DXY Naik Dekat 98, Tarif & The Fed Jadi Fokus
Indeks Dolar AS (DXY) berbalik menguat setelah dua hari melemah dan bergerak di sekitar 97,80 pada sesi Asia Selasa, dengan peluang menguji area 98,00. Pasar menanti data tenaga kerja seperti ADP Employment Change dan komentar pejabat The Fed sebagai pemicu arah berikutnya.
Meski menguat tipis, Dolar masih dibayangi risiko “trade uncertainty”. Pemerintahan Presiden Donald Trump dikabarkan mempertimbangkan Tarif keamanan nasional untuk sekitar enam industri lewat Section 232 (terpisah dari Tarif global 15%). Isu ini memicu reaksi dari mitra dagang: Uni Eropa memberi sinyal dapat menahan ratifikasi deal dagang dengan AS, sementara pertemuan dagang India–AS untuk menyelesaikan pakta interim juga ditunda. Pasar juga meragukan umur kebijakan karena kemungkinan sulit diperpanjang melewati batas 150 hari.

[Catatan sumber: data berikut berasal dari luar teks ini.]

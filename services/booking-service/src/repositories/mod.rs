pub mod session_repo;
pub mod slot_repo;
pub mod store;
pub mod template_repo;
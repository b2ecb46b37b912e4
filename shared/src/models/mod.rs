pub mod claims;
pub mod error;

Dari sisi moneter, Gubernur The Fed Christopher Waller menegaskan dukungannya terhadap potensi pemangkasan suku bunga pada rapat Maret akan sangat bergantung pada data Pasar tenaga kerja Februari. Saat ini Pasar swap hanya memberi peluang kecil (sekitar 5%) untuk pemangkasan 25 bps pada Maret, menandakan The Fed masih cenderung “tunggu kepastian data”.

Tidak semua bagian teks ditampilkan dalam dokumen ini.